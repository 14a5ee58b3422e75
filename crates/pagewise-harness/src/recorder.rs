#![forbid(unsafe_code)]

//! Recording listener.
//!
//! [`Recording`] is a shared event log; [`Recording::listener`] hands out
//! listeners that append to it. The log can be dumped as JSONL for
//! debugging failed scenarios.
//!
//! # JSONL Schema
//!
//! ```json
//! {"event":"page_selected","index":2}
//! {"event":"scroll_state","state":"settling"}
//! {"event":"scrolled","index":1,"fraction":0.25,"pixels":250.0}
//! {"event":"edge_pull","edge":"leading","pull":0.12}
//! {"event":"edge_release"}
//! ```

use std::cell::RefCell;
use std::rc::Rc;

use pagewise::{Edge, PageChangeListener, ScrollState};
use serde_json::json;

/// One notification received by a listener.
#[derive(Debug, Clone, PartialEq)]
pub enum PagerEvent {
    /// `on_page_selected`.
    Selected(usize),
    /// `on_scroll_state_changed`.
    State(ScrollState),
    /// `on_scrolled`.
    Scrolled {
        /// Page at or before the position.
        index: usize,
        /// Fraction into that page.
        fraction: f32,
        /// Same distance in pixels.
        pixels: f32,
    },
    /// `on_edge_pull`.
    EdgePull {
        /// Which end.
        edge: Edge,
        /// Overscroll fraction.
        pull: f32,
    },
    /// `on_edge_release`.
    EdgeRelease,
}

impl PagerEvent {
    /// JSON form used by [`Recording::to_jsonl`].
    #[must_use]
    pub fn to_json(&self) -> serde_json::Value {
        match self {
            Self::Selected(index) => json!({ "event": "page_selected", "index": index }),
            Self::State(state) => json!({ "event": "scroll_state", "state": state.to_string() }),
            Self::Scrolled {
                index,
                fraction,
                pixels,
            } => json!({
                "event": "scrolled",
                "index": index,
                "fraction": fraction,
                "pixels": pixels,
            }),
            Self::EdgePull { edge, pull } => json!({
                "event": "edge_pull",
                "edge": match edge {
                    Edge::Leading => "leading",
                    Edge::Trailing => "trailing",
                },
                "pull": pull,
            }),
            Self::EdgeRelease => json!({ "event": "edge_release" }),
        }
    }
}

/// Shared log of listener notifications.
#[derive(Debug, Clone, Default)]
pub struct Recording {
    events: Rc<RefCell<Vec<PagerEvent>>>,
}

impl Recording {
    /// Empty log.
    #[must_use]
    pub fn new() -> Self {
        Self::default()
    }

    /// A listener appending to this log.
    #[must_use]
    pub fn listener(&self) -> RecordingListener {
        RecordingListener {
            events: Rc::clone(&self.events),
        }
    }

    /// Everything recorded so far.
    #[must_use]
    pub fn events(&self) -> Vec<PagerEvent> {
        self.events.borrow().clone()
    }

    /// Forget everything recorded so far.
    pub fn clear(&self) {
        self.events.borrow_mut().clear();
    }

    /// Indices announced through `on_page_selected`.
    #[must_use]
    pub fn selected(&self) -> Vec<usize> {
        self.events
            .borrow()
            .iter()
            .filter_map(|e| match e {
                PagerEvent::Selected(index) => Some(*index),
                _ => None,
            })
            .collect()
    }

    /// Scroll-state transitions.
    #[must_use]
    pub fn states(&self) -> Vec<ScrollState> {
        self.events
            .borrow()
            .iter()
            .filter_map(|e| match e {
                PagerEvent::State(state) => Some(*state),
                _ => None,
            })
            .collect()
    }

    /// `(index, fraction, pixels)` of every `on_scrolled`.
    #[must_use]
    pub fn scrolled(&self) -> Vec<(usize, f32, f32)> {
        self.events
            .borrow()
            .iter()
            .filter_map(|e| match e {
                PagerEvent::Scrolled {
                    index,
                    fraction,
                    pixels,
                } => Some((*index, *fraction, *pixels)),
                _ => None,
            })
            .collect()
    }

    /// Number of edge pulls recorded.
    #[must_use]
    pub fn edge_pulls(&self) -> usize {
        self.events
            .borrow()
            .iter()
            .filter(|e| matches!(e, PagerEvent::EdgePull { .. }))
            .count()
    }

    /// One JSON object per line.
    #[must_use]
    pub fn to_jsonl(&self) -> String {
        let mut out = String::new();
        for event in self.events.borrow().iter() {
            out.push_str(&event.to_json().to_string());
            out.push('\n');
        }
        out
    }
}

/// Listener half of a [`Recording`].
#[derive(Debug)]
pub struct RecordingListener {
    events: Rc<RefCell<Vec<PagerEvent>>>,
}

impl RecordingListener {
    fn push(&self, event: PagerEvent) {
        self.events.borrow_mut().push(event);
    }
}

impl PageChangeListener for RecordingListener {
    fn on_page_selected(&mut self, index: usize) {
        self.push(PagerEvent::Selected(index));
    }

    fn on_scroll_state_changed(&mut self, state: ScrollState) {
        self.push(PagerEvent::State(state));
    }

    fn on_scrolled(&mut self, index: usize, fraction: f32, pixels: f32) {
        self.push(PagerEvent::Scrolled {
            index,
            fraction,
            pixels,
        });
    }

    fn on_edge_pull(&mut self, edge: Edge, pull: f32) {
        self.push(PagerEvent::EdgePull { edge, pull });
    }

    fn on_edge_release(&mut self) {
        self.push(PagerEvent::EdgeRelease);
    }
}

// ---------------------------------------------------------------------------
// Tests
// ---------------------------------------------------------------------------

══════════

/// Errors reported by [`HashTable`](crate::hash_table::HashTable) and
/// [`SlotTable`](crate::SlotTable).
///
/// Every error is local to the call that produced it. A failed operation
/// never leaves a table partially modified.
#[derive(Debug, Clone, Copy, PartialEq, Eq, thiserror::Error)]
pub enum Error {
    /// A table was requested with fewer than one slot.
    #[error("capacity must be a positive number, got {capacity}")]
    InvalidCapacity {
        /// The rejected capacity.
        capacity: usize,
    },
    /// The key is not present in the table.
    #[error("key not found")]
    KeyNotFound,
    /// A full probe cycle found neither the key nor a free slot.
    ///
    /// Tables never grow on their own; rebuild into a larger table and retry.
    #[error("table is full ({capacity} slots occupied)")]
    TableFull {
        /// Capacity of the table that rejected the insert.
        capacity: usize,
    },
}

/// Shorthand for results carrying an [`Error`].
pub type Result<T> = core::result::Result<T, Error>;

══════════

BRIEF ::
Report all lines above with "RecordingListener".

RESPONSE TO THE EXERCISE ::
    pub fn listener(&self) -> RecordingListener {
        RecordingListener {
pub struct RecordingListener {
impl RecordingListener {
impl PageChangeListener for RecordingListener {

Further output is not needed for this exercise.